As per the format of form F under the Pre-conception and Pre-natal Diagnostic Techniques (PCPNDT) Act, a prescription is a must for obstetric ultrasonography. However, there are other questions which have not been clarified in the Act,. These are as follows.
One finds that the answers to these questions depend on how the local authorities interpret the law, and are subjective and variable to the point of contradiction.
In such situations, common sense is supposed to guide the radiologist in taking the best decision. Logically, a radiologist, by virtue of being a doctor, should be able to self-refer a patient for obstetric ultrasound. Logically, in an emergency situation, a request from the referring physician, whether it takes the form of a prescription, an SMS or an e-mail, should suffice. However, the radiologist’s problem is that self-referring a patient or accepting informal requests would raise suspicion in the minds of the PCPNDT officials when they visit the clinic later to inspect the documents. Moreover, there is no way that a radiologist can be sure that a patient who has come for an apparently urgent obstetric scan without a prescription does not have malicious intent. With so many radiologists having suffered grave consequences for errors in documentation, it is not surprising if a radiologist is extremely reluctant to entertain such a request and refuses to perform an ultrasound scan. However, there is another angle to this situation that radiologists need to be careful about.
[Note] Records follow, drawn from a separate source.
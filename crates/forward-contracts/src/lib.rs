pub mod entries;
pub mod errors;
pub mod events;
pub mod summary;
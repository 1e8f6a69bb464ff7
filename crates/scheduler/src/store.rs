//! Store abstraction over triggers and configs.

use std::collections::BTreeSet;
use std::time::Duration;

use async_trait::async_trait;
use chrono::{DateTime, Utc};
use thiserror::Error;
use tokio::sync::broadcast;
use uuid::Uuid;

use dynlog_core::{LogConfig, Trigger};

/// Errors surfaced by store implementations.
#[derive(Debug, Error)]
pub enum StoreError {
    #[error("store unavailable: {0}")]
    Unavailable(String),

    #[error("store query timed out after {0:?}")]
    Timeout(Duration),
}

/// Mutation notice emitted on a store's local change feed.
#[derive(Debug, Clone, Copy, PartialEq, Eq)]
pub enum StoreEvent {
    TriggerChanged(Uuid),
    TriggerRemoved(Uuid),
    ConfigChanged(Uuid),
    ConfigRemoved(Uuid),
}

/// Snapshot of the stored id sets and the latest modification instant.
///
/// Polling propagators compare consecutive digests to detect edits and
/// deletions between sweeps.
#[derive(Debug, Clone, Default, PartialEq)]
pub struct ChangeDigest {
    pub trigger_ids: BTreeSet<Uuid>,
    pub config_ids: BTreeSet<Uuid>,
    pub latest_update: Option<DateTime<Utc>>,
}

impl ChangeDigest {
    /// Whether anything was written since `since`, or any entity known to
    /// `prev` has vanished.
    pub fn changed_since(&self, prev: &ChangeDigest, since: DateTime<Utc>) -> bool {
        if self.latest_update.is_some_and(|t| t >= since) {
            return true;
        }
        !prev.trigger_ids.is_subset(&self.trigger_ids)
            || !prev.config_ids.is_subset(&self.config_ids)
    }
}

/// Time-range queries over the trigger set.
///
/// Implementations may block on I/O; they must bound their own timeouts
/// and surface failures as [`StoreError`]. Both range queries are
/// restricted to enabled triggers and must stay deterministic under ties:
/// identical starts are ordered by trigger id.
#[async_trait]
pub trait TriggerStore: Send + Sync {
    /// The enabled trigger with the smallest `start` strictly greater
    /// than `after` (ties broken toward the smaller id).
    async fn earliest_enabled_after(
        &self,
        after: DateTime<Utc>,
    ) -> Result<Option<Trigger>, StoreError>;

    /// The enabled trigger valid at `at` with the latest start, a missing
    /// start sorting earliest (ties broken toward the larger id).
    async fn highest_priority_valid_at(
        &self,
        at: DateTime<Utc>,
    ) -> Result<Option<Trigger>, StoreError>;

    /// The stored config a trigger points at.
    async fn config(&self, id: Uuid) -> Result<Option<LogConfig>, StoreError>;

    /// Id sets and latest modification instant, for polling change
    /// detection.
    async fn change_digest(&self) -> Result<ChangeDigest, StoreError>;

    /// The local "window set changed" feed. Stores that cannot observe
    /// their own mutations (e.g. a remote database written to by other
    /// processes) may return a receiver that never fires; hosts then rely
    /// on a polling or bus propagator instead.
    fn watch(&self) -> broadcast::Receiver<StoreEvent>;
}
Emphasising the compulsion on doctors to provide emergency medical services, the Supreme Court of India, in the Parmanand Katara v. Union of India and Others case, stated that “Every doctor, whether at a government hospital or otherwise, has the professional obligation to extend his services with due expertise for protecting life. The obligation being total, absolute and paramount, laws of procedure, whether in statutes or otherwise, which would interfere with the discharge of this obligation cannot be sustained and must, therefore, give way” (1). Guided by this verdict, the District Consumer Forum and State Commission penalised a private doctor with a sum of Rs 3 lakh for having made no attempt to save an adult victim of a stab injury who was incidentally found lying bleeding on the road outside his clinic (2). The doctor apparently had no doctor–patient relationship/service contract with the victim. The argument that he was a private doctor and a paediatrician, and had no obligation to treat a patient lying on the road did not sustain. In short, what such cases tell us is that all doctors have a compulsion to serve society in case of medical emergencies, and that compulsion overrides the professional freedom of a doctor to refuse a patient.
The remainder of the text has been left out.